Finding the Reflection Point: Unpadding Images to Remove Data Augmentation Artifacts in Large Open Source Image Datasets for Machine Learning
Lucas Choi, Ross Greer
TL;DR
This work tackles the problem of reflective padding artifacts introduced by symmetric image padding in large datasets, which can distort evaluation when data is repurposed across tasks. It proposes an image unpadding algorithm that locates the reflection boundary by minimizing the mean squared error between a top crop and its mirrored region, with a thresholding step to decide padding presence and a fixed offset to avoid border artifacts. On the SHEL5k dataset, unpadding yields substantial improvements in zero-shot detection performance with OWLv2, increasing average precision for hard hats from 0.467 to 0.612 and for persons from 0.677 to 0.735, reflecting cleaner annotations and more reliable evaluation. The method enhances dataset integrity for cross-domain machine learning and offers a practical path toward more realistic augmentation practices in large-scale image collections.
Abstract
In this paper, we address a novel image restoration problem relevant to machine learning dataset curation: the detection and removal of noisy mirrored padding artifacts. While data augmentation techniques like padding are necessary for standardizing image dimensions, they can introduce artifacts that degrade model evaluation when datasets are repurposed across domains. We propose a systematic algorithm to precisely delineate the reflection boundary through a minimum mean squared error approach with thresholding and remove reflective padding. Our method effectively identifies the transition between authentic content and its mirrored counterpart, even in the presence of compression or interpolation noise.

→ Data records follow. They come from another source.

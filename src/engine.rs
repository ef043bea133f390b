//! The fixed window point bucket with block escalation.
//!
//! Backends own the stored counts and apply the increment atomically; the functions here only
//! interpret a post-increment count. [Limiter] binds a [Profile] to a [Backend].

use crate::backend::{Backend, Error, Verdict};
use crate::policy::QuotaPolicy;
use crate::profile::Profile;
use std::sync::Arc;

/// Whether `consumed` (after the increment) exceeds the quota.
///
/// The quota is inclusive, consuming exactly `points` is still admitted.
pub(crate) fn is_over_quota(policy: &QuotaPolicy, consumed: u64) -> bool {
    consumed > policy.points()
}

/// Whether the record expiry must be replaced by the block duration.
pub(crate) fn should_block(policy: &QuotaPolicy, consumed: u64) -> bool {
    is_over_quota(policy, consumed) && policy.blocks()
}

/// Build the verdict for a post-increment count.
///
/// `ms_before_next` is the time until the record expires, measured after any block extension.
pub(crate) fn verdict(policy: &QuotaPolicy, consumed: u64, ms_before_next: u64) -> Verdict {
    if is_over_quota(policy, consumed) {
        Verdict::Rejected { ms_before_next }
    } else {
        Verdict::Admitted {
            remaining_points: policy.points() - consumed,
            ms_before_next,
        }
    }
}

/// A [Profile] bound to the [Backend] holding its counts.
///
/// Cheap to clone, the profile is shared and immutable.
pub struct Limiter<B> {
    backend: B,
    profile: Arc<Profile>,
}

impl<B: Clone> Clone for Limiter<B> {
    fn clone(&self) -> Self {
        Self {
            backend: self.backend.clone(),
            profile: Arc::clone(&self.profile),
        }
    }
}

impl<B: Backend> Limiter<B> {
    pub fn new(backend: B, profile: Profile) -> Self {
        Self {
            backend,
            profile: Arc::new(profile),
        }
    }

    pub fn profile(&self) -> &Profile {
        &self.profile
    }

    pub fn backend(&self) -> &B {
        &self.backend
    }

    /// The key under which the backend stores the count, namespaced by profile.
    pub fn storage_key(&self, key: &str) -> String {
        format!("{}:{}", self.profile.namespace(), key)
    }

    /// Consume one point for a derived request key.
    pub async fn consume(&self, key: &str) -> Result<Verdict, Error> {
        self.backend
            .consume(&self.storage_key(key), self.profile.policy())
            .await
    }
}
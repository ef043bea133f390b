use crate::backend::memory::InMemoryBackend;
use crate::backend::{Backend, Error, Verdict};
use crate::engine::Limiter;
use crate::middleware::*;
use crate::policy::QuotaPolicy;
use crate::profile::{LimiterRegistry, Profile};
use actix_web::http::header::RETRY_AFTER;
use actix_web::http::StatusCode;
use actix_web::test::{self, read_body, TestRequest};
use actix_web::{web, App, HttpResponse};
use std::sync::atomic::{AtomicUsize, Ordering};
use std::sync::Arc;

async fn route_200() -> HttpResponse {
    HttpResponse::Ok().body("Hello world!")
}

#[derive(Clone)]
struct FailingBackend;

impl Backend for FailingBackend {
    async fn consume(&self, _key: &str, _policy: &QuotaPolicy) -> Result<Verdict, Error> {
        Err(Error::NegativeTtl)
    }
}

fn registry(global_points: u64) -> LimiterRegistry<InMemoryBackend> {
    LimiterRegistry::builder(
        InMemoryBackend::builder().with_gc_interval(None).build(),
        QuotaPolicy::new(global_points, 60, 0).unwrap(),
    )
    .build()
    .unwrap()
}

fn get(uri: &str, peer: &str) -> TestRequest {
    TestRequest::get().uri(uri).peer_addr(peer.parse().unwrap())
}

fn post(uri: &str, peer: &str) -> TestRequest {
    TestRequest::post().uri(uri).peer_addr(peer.parse().unwrap())
}

#[actix_web::test]
async fn test_login_rejection() {
    let registry = registry(100);
    let calls = Arc::new(AtomicUsize::new(0));
    let handler_calls = calls.clone();
    let app = test::init_service(
        App::new()
            .route(
                "/auth/login",
                web::post().to(move || {
                    let calls = handler_calls.clone();
                    async move {
                        calls.fetch_add(1, Ordering::Relaxed);
                        HttpResponse::Ok().finish()
                    }
                }),
            )
            .wrap(RateLimiter::builder(registry.login().clone()).build()),
    )
    .await;

    for _ in 0..5 {
        let response =
            test::call_service(&app, post("/auth/login", "1.2.3.4:5000").to_request()).await;
        assert_eq!(response.status(), StatusCode::OK);
        // Headers are only attached on rejection by default
        assert!(!response.headers().contains_key("x-ratelimit-limit"));
    }

    let response =
        test::call_service(&app, post("/auth/login", "1.2.3.4:5001").to_request()).await;
    assert_eq!(response.status(), StatusCode::TOO_MANY_REQUESTS);
    let headers = response.headers();
    assert_eq!(headers.get(RETRY_AFTER).unwrap(), "900");
    assert_eq!(headers.get("x-ratelimit-limit").unwrap(), "5");
    assert_eq!(headers.get("x-ratelimit-remaining").unwrap(), "0");
    assert!(headers.contains_key("x-ratelimit-reset"));
    let body: serde_json::Value = serde_json::from_slice(&read_body(response).await).unwrap();
    assert_eq!(body["success"], false);
    assert_eq!(body["error"]["code"], "RATE_LIMIT_EXCEEDED");
    assert_eq!(body["error"]["statusCode"], 429);

    // The handler never ran for the rejected request
    assert_eq!(calls.load(Ordering::Relaxed), 5);

    // Another client has its own bucket
    let response =
        test::call_service(&app, post("/auth/login", "5.6.7.8:5000").to_request()).await;
    assert_eq!(response.status(), StatusCode::OK);
}

#[actix_web::test]
async fn test_client_address_key_ignores_path() {
    let registry = registry(100);
    let limiter = registry.password_reset().clone();
    let app = test::init_service(
        App::new()
            .service(
                web::resource("/auth/password/reset")
                    .wrap(RateLimiter::builder(limiter.clone()).build())
                    .route(web::post().to(route_200)),
            )
            .service(
                web::resource("/auth/password/forgot")
                    .wrap(RateLimiter::builder(limiter).build())
                    .route(web::post().to(route_200)),
            ),
    )
    .await;
    for uri in ["/auth/password/reset", "/auth/password/forgot", "/auth/password/reset"] {
        let response =
            test::call_service(&app, post(uri, "1.2.3.4:5000").to_request()).await;
        assert_eq!(response.status(), StatusCode::OK);
    }
    let response =
        test::call_service(&app, post("/auth/password/forgot", "1.2.3.4:5000").to_request()).await;
    assert_eq!(response.status(), StatusCode::TOO_MANY_REQUESTS);
    assert_eq!(response.headers().get(RETRY_AFTER).unwrap(), "3600");
}

#[actix_web::test]
async fn test_route_key_uses_matched_pattern() {
    let registry = registry(1);
    let app = test::init_service(
        App::new()
            .route("/store/products/{id}", web::get().to(route_200))
            .route("/store/carts", web::get().to(route_200))
            .wrap(RateLimiter::builder(registry.global().clone()).build()),
    )
    .await;
    let response =
        test::call_service(&app, get("/store/products/1", "1.2.3.4:5000").to_request()).await;
    assert_eq!(response.status(), StatusCode::OK);
    // Same route template, same bucket
    let response =
        test::call_service(&app, get("/store/products/2", "1.2.3.4:5000").to_request()).await;
    assert_eq!(response.status(), StatusCode::TOO_MANY_REQUESTS);
    let body: serde_json::Value = serde_json::from_slice(&read_body(response).await).unwrap();
    assert_eq!(body["error"]["message"], "Too many requests");
    // Another route
    let response =
        test::call_service(&app, get("/store/carts", "1.2.3.4:5000").to_request()).await;
    assert_eq!(response.status(), StatusCode::OK);
    // Unmatched paths fall back to the raw path
    let response =
        test::call_service(&app, get("/missing", "1.2.3.4:5000").to_request()).await;
    assert_eq!(response.status(), StatusCode::NOT_FOUND);
    let response =
        test::call_service(&app, get("/missing", "1.2.3.4:5000").to_request()).await;
    assert_eq!(response.status(), StatusCode::TOO_MANY_REQUESTS);
}

#[actix_web::test]
async fn test_informational_headers() {
    let registry = registry(2);
    let limiter = RateLimiter::builder(registry.global().clone())
        .informational_headers(true)
        .build();
    let app = test::init_service(
        App::new()
            .route("/200", web::get().to(route_200))
            .wrap(limiter),
    )
    .await;
    let response =
        test::call_service(&app, get("/200", "1.2.3.4:5000").to_request()).await;
    assert_eq!(response.status(), StatusCode::OK);
    let headers = response.headers();
    assert_eq!(headers.get("x-ratelimit-limit").unwrap(), "2");
    assert_eq!(headers.get("x-ratelimit-remaining").unwrap(), "1");
    assert!(headers.contains_key("x-ratelimit-reset"));
    assert!(!headers.contains_key(RETRY_AFTER));
}

#[actix_web::test]
async fn test_custom_deny_response() {
    let registry = registry(1);
    let limiter = RateLimiter::builder(registry.global().clone())
        .request_denied_response(|rejection| {
            HttpResponse::build(StatusCode::IM_A_TEAPOT).body(format!("limit {}", rejection.limit))
        })
        .build();
    let app = test::init_service(
        App::new()
            .route("/200", web::get().to(route_200))
            .wrap(limiter),
    )
    .await;
    test::call_service(&app, get("/200", "1.2.3.4:5000").to_request()).await;
    let response =
        test::call_service(&app, get("/200", "1.2.3.4:5000").to_request()).await;
    assert_eq!(response.status(), StatusCode::IM_A_TEAPOT);
    let body = String::from_utf8(read_body(response).await.to_vec()).unwrap();
    assert_eq!(body, "limit 1");
}

#[actix_web::test]
async fn test_fail_open() {
    // Test first without fail open
    let limiter = RateLimiter::builder(Limiter::new(FailingBackend, Profile::strict())).build();
    let app = test::init_service(
        App::new()
            .route("/200", web::get().to(route_200))
            .wrap(limiter),
    )
    .await;
    let response =
        test::call_service(&app, get("/200", "1.2.3.4:5000").to_request()).await;
    assert_eq!(response.status(), StatusCode::INTERNAL_SERVER_ERROR);

    // Test again with fail open enabled
    let limiter = RateLimiter::builder(Limiter::new(FailingBackend, Profile::strict()))
        .fail_open(true)
        .informational_headers(true)
        .build();
    let app = test::init_service(
        App::new()
            .route("/200", web::get().to(route_200))
            .wrap(limiter),
    )
    .await;
    let response =
        test::call_service(&app, get("/200", "1.2.3.4:5000").to_request()).await;
    assert_eq!(response.status(), StatusCode::OK);
    // Nothing to report without a verdict
    assert!(!response.headers().contains_key("x-ratelimit-limit"));
}

#[actix_web::test]
async fn test_invalid_forwarded_address() {
    let registry = registry(100);
    let app = test::init_service(
        App::new()
            .route("/200", web::get().to(route_200))
            .wrap(RateLimiter::builder(registry.global().clone()).build()),
    )
    .await;
    let request = TestRequest::get()
        .uri("/200")
        .insert_header(("x-forwarded-for", "not-an-address"))
        .to_request();
    let response = test::call_service(&app, request).await;
    assert_eq!(response.status(), StatusCode::BAD_REQUEST);
}
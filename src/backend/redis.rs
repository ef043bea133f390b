use crate::backend::{Backend, ConsumptionRecord, Error, StateBackend, Verdict};
use crate::engine;
use crate::policy::QuotaPolicy;
use once_cell::sync::Lazy;
use redis::aio::ConnectionManager;
use redis::{AsyncCommands, Script};
use std::borrow::Cow;

// Increments the count, starts a window on the first increment and applies the block once over
// quota. Returns the new count and the remaining time to live in milliseconds.
static CONSUME_SCRIPT: Lazy<Script> = Lazy::new(|| {
    Script::new(
        r"
local consumed = redis.call('INCR', KEYS[1])
local ttl = redis.call('PTTL', KEYS[1])
if consumed == 1 or ttl < 0 then
    redis.call('PEXPIRE', KEYS[1], ARGV[1])
    ttl = tonumber(ARGV[1])
end
if consumed > tonumber(ARGV[2]) and tonumber(ARGV[3]) > 0 then
    redis.call('PEXPIRE', KEYS[1], ARGV[3])
    ttl = tonumber(ARGV[3])
end
return {consumed, ttl}
",
    )
});

/// Open a connection to the shared store.
///
/// Failures are logged and reported as `None`, in which case the caller should fall back to a
/// per process store.
pub async fn connect_shared_store(url: &str) -> Option<ConnectionManager> {
    let client = match redis::Client::open(url) {
        Ok(client) => client,
        Err(e) => {
            log::error!("Invalid Redis URL: {e}");
            return None;
        }
    };
    match ConnectionManager::new(client).await {
        Ok(manager) => {
            log::info!("Redis connection established");
            Some(manager)
        }
        Err(e) => {
            log::error!("Failed to connect to Redis: {e}");
            None
        }
    }
}

/// A [Backend] that stores data in Redis, shared between every instance pointing at the same
/// server.
#[derive(Clone)]
pub struct RedisBackend {
    connection: ConnectionManager,
    key_prefix: Option<String>,
}

impl RedisBackend {
    /// Create a RedisBackendBuilder.
    ///
    /// # Examples
    ///
    /// ```no_run
    /// # use storefront_admission::backend::redis::RedisBackend;
    /// # use redis::aio::ConnectionManager;
    /// # async fn example() {
    /// let client = redis::Client::open("redis://127.0.0.1/").unwrap();
    /// let manager = ConnectionManager::new(client).await.unwrap();
    /// let backend = RedisBackend::builder(manager).build();
    /// # };
    /// ```
    pub fn builder(connection: ConnectionManager) -> Builder {
        Builder {
            connection,
            key_prefix: None,
        }
    }

    fn make_key<'t>(&self, key: &'t str) -> Cow<'t, str> {
        match &self.key_prefix {
            None => Cow::Borrowed(key),
            Some(prefix) => Cow::Owned(format!("{prefix}{key}")),
        }
    }
}

pub struct Builder {
    connection: ConnectionManager,
    key_prefix: Option<String>,
}

impl Builder {
    /// Apply an optional prefix to all rate limit keys given to this backend.
    ///
    /// This may be useful when the Redis instance is being used for other purposes; the prefix is
    /// used as a 'namespace' to avoid collision with other caches or keys inside Redis.
    pub fn key_prefix(mut self, key_prefix: Option<&str>) -> Self {
        self.key_prefix = key_prefix.map(ToOwned::to_owned);
        self
    }

    pub fn build(self) -> RedisBackend {
        RedisBackend {
            connection: self.connection,
            key_prefix: self.key_prefix,
        }
    }
}

impl Backend for RedisBackend {
    async fn consume(&self, key: &str, policy: &QuotaPolicy) -> Result<Verdict, Error> {
        let key = self.make_key(key);
        let mut con = self.connection.clone();
        let (consumed, ttl): (u64, i64) = CONSUME_SCRIPT
            .key(key.as_ref())
            .arg(policy.duration().as_millis() as u64)
            .arg(policy.points())
            .arg(policy.block_duration().as_millis() as u64)
            .invoke_async(&mut con)
            .await?;
        if ttl < 0 {
            return Err(Error::NegativeTtl);
        }
        Ok(engine::verdict(policy, consumed, ttl as u64))
    }
}

impl StateBackend for RedisBackend {
    /// Note that the key prefix (if set) is automatically included, you do not need to prepend
    /// it yourself.
    async fn snapshot(&self, key: &str) -> Result<Option<ConsumptionRecord>, Error> {
        let key = self.make_key(key);
        let mut con = self.connection.clone();
        let (consumed, ttl): (Option<u64>, i64) = redis::pipe()
            .atomic()
            .get(key.as_ref())
            .pttl(key.as_ref())
            .query_async(&mut con)
            .await?;
        Ok(match consumed {
            Some(consumed) if ttl > 0 => Some(ConsumptionRecord {
                consumed,
                ms_before_expiry: ttl as u64,
            }),
            _ => None,
        })
    }

    async fn restore(&self, key: &str, record: ConsumptionRecord) -> Result<(), Error> {
        let key = self.make_key(key);
        let mut con = self.connection.clone();
        if record.ms_before_expiry == 0 {
            let () = con.del(key.as_ref()).await?;
            return Ok(());
        }
        let () = redis::cmd("SET")
            .arg(key.as_ref())
            .arg(record.consumed)
            .arg("PX")
            .arg(record.ms_before_expiry)
            .query_async(&mut con)
            .await?;
        Ok(())
    }

    async fn remove_key(&self, key: &str) -> Result<(), Error> {
        let key = self.make_key(key);
        let mut con = self.connection.clone();
        let () = con.del(key.as_ref()).await?;
        Ok(())
    }
}
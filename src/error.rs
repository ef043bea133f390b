use crate::middleware::builder::{X_RATELIMIT_LIMIT, X_RATELIMIT_REMAINING, X_RATELIMIT_RESET};
use crate::policy::InvalidPolicy;
use crate::profile::{Profile, ProfileName};
use actix_web::http::header::{HeaderValue, RETRY_AFTER};
use actix_web::http::StatusCode;
use actix_web::{HttpResponse, ResponseError};
use chrono::{DateTime, SecondsFormat, TimeDelta, Utc};
use serde::Serialize;
use std::borrow::Cow;
use thiserror::Error;

pub const RATE_LIMIT_EXCEEDED: &str = "RATE_LIMIT_EXCEEDED";

#[derive(Debug, Error)]
pub enum RegistryError {
    #[error("Invalid quota policy for the {profile} profile: {source}")]
    InvalidPolicy {
        profile: ProfileName,
        #[source]
        source: InvalidPolicy,
    },
    #[error("Custom profile {0} is registered more than once")]
    DuplicateProfile(String),
}

/// The client facing failure for a rejected request.
///
/// Every profile produces the same shape, only the header values and the message differ.
#[derive(Debug, Clone, Error)]
#[error("{message}")]
pub struct RateLimitExceeded {
    /// The point quota of the profile that rejected the request.
    pub limit: u64,
    /// Milliseconds until another request may be admitted.
    pub ms_before_next: u64,
    /// Absolute time at which another request may be admitted.
    pub reset: DateTime<Utc>,
    pub message: Cow<'static, str>,
}

#[derive(Serialize)]
struct ErrorBody<'a> {
    success: bool,
    error: ErrorDetail<'a>,
}

#[derive(Serialize)]
#[serde(rename_all = "camelCase")]
struct ErrorDetail<'a> {
    code: &'a str,
    message: &'a str,
    status_code: u16,
}

impl RateLimitExceeded {
    pub fn new(profile: &Profile, ms_before_next: u64) -> Self {
        Self::at(profile, ms_before_next, Utc::now())
    }

    pub fn at(profile: &Profile, ms_before_next: u64, now: DateTime<Utc>) -> Self {
        Self {
            limit: profile.policy().points(),
            ms_before_next,
            reset: reset_after(now, ms_before_next),
            message: Cow::Borrowed(profile.message()),
        }
    }

    /// Seconds a client should wait (rounded upwards, so that the limit is guaranteed to be
    /// reset after waiting for the duration), never less than one.
    pub fn retry_after(&self) -> u64 {
        self.ms_before_next.div_ceil(1000).max(1)
    }

    /// The reset time as an RFC 3339 UTC timestamp with millisecond precision.
    pub fn reset_timestamp(&self) -> String {
        format_reset(self.reset)
    }
}

/// `now + ms`, saturating at the latest representable time.
pub(crate) fn reset_after(now: DateTime<Utc>, ms: u64) -> DateTime<Utc> {
    i64::try_from(ms)
        .ok()
        .and_then(TimeDelta::try_milliseconds)
        .and_then(|delta| now.checked_add_signed(delta))
        .unwrap_or(DateTime::<Utc>::MAX_UTC)
}

pub(crate) fn format_reset(reset: DateTime<Utc>) -> String {
    reset.to_rfc3339_opts(SecondsFormat::Millis, true)
}

impl ResponseError for RateLimitExceeded {
    fn status_code(&self) -> StatusCode {
        StatusCode::TOO_MANY_REQUESTS
    }

    fn error_response(&self) -> HttpResponse {
        let mut response = HttpResponse::build(self.status_code()).json(ErrorBody {
            success: false,
            error: ErrorDetail {
                code: RATE_LIMIT_EXCEEDED,
                message: &self.message,
                status_code: self.status_code().as_u16(),
            },
        });
        let map = response.headers_mut();
        map.insert(RETRY_AFTER, HeaderValue::from(self.retry_after()));
        map.insert(X_RATELIMIT_LIMIT.clone(), HeaderValue::from(self.limit));
        map.insert(X_RATELIMIT_REMAINING.clone(), HeaderValue::from(0u64));
        if let Ok(reset) = HeaderValue::from_str(&self.reset_timestamp()) {
            map.insert(X_RATELIMIT_RESET.clone(), reset);
        }
        response
    }
}
//! Runtime configuration read from the environment.

use crate::policy::{InvalidPolicy, QuotaPolicy};
use ::config::{Config, ConfigError, Environment};
use serde::Deserialize;
use std::time::Duration;

/// Settings for the server and the global limiter profile.
///
/// Every field maps to the upper case environment variable of the same name, e.g.
/// `RATE_LIMIT_MAX`.
#[derive(Debug, Clone, Deserialize)]
pub struct Settings {
    #[serde(default = "default_host")]
    pub host: String,

    #[serde(default = "default_port")]
    pub port: u16,

    /// Shared store location, the in-memory store is used when absent.
    #[serde(default)]
    pub redis_url: Option<String>,

    /// Prefix applied to every key written to the shared store.
    #[serde(default)]
    pub redis_key_prefix: Option<String>,

    /// `tracing_subscriber` filter directive.
    #[serde(default = "default_log_level")]
    pub log_level: String,

    /// Global window in milliseconds, truncated to whole seconds.
    #[serde(default = "default_rate_limit_window_ms")]
    pub rate_limit_window_ms: u64,

    /// Global requests per window.
    #[serde(default = "default_rate_limit_max")]
    pub rate_limit_max: u64,

    #[serde(default = "default_rate_limit_block_seconds")]
    pub rate_limit_block_seconds: u64,

    /// Zero disables the in-memory garbage collector.
    #[serde(default = "default_rate_limit_gc_interval_seconds")]
    pub rate_limit_gc_interval_seconds: u64,
}

fn default_host() -> String {
    "127.0.0.1".to_owned()
}

fn default_port() -> u16 {
    9000
}

fn default_log_level() -> String {
    "info".to_owned()
}

fn default_rate_limit_window_ms() -> u64 {
    15 * 60 * 1000
}

fn default_rate_limit_max() -> u64 {
    100
}

fn default_rate_limit_block_seconds() -> u64 {
    60
}

fn default_rate_limit_gc_interval_seconds() -> u64 {
    crate::backend::memory::DEFAULT_GC_INTERVAL_SECONDS
}

impl Settings {
    /// Load a `.env` file if there is one, then read the process environment.
    pub fn from_env() -> Result<Self, ConfigError> {
        if let Err(e) = dotenvy::dotenv() {
            if !e.not_found() {
                return Err(ConfigError::Foreign(Box::new(e)));
            }
        }
        Self::from_environment(Environment::default())
    }

    pub fn from_environment(environment: Environment) -> Result<Self, ConfigError> {
        Config::builder()
            .add_source(environment.try_parsing(true))
            .build()?
            .try_deserialize()
    }

    /// The quota of the global profile.
    pub fn global_policy(&self) -> Result<QuotaPolicy, InvalidPolicy> {
        QuotaPolicy::new(
            self.rate_limit_max,
            self.rate_limit_window_ms / 1000,
            self.rate_limit_block_seconds,
        )
    }

    pub fn gc_interval(&self) -> Option<Duration> {
        match self.rate_limit_gc_interval_seconds {
            0 => None,
            secs => Some(Duration::from_secs(secs)),
        }
    }
}

#[cfg(test)]
mod tests {
    use super::*;
    use ::config::Map;

    fn settings(vars: &[(&str, &str)]) -> Result<Settings, ConfigError> {
        let source: Map<String, String> = vars
            .iter()
            .map(|(k, v)| (k.to_string(), v.to_string()))
            .collect();
        Settings::from_environment(Environment::default().source(Some(source)))
    }

    #[test]
    fn test_defaults() {
        let settings = settings(&[]).unwrap();
        assert_eq!(settings.port, 9000);
        assert_eq!(settings.redis_url, None);
        assert_eq!(
            settings.global_policy().unwrap(),
            QuotaPolicy::new(100, 900, 60).unwrap()
        );
        assert_eq!(settings.gc_interval(), Some(Duration::from_secs(600)));
    }

    #[test]
    fn test_overrides() {
        let settings = settings(&[
            ("PORT", "10000"),
            ("REDIS_URL", "redis://cache:6379"),
            ("RATE_LIMIT_WINDOW_MS", "60500"),
            ("RATE_LIMIT_MAX", "20"),
            ("RATE_LIMIT_GC_INTERVAL_SECONDS", "0"),
        ])
        .unwrap();
        assert_eq!(settings.port, 10000);
        assert_eq!(settings.redis_url.as_deref(), Some("redis://cache:6379"));
        assert_eq!(
            settings.global_policy().unwrap(),
            QuotaPolicy::new(20, 60, 60).unwrap()
        );
        assert_eq!(settings.gc_interval(), None);
    }

    #[test]
    fn test_sub_second_window_is_invalid() {
        let settings = settings(&[("RATE_LIMIT_WINDOW_MS", "500")]).unwrap();
        assert_eq!(settings.global_policy(), Err(InvalidPolicy::ZeroDuration));
    }

    #[test]
    fn test_oversized_block_is_invalid() {
        let settings = settings(&[("RATE_LIMIT_BLOCK_SECONDS", "10000000000000")]).unwrap();
        assert_eq!(settings.global_policy(), Err(InvalidPolicy::DurationTooLarge));
    }

    #[test]
    fn test_malformed_number() {
        assert!(settings(&[("RATE_LIMIT_MAX", "lots")]).is_err());
    }
}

We demonstrate our algorithm's efficacy on the SHEL5k dataset, showing significant performance improvements in zero-shot object detection tasks using OWLv2, with average precision increasing from 0.47 to 0.61 for hard hat detection and from 0.68 to 0.73 for person detection. By addressing annotation inconsistencies and distorted objects in padded regions, our approach enhances dataset integrity, enabling more reliable model evaluation across computer vision tasks.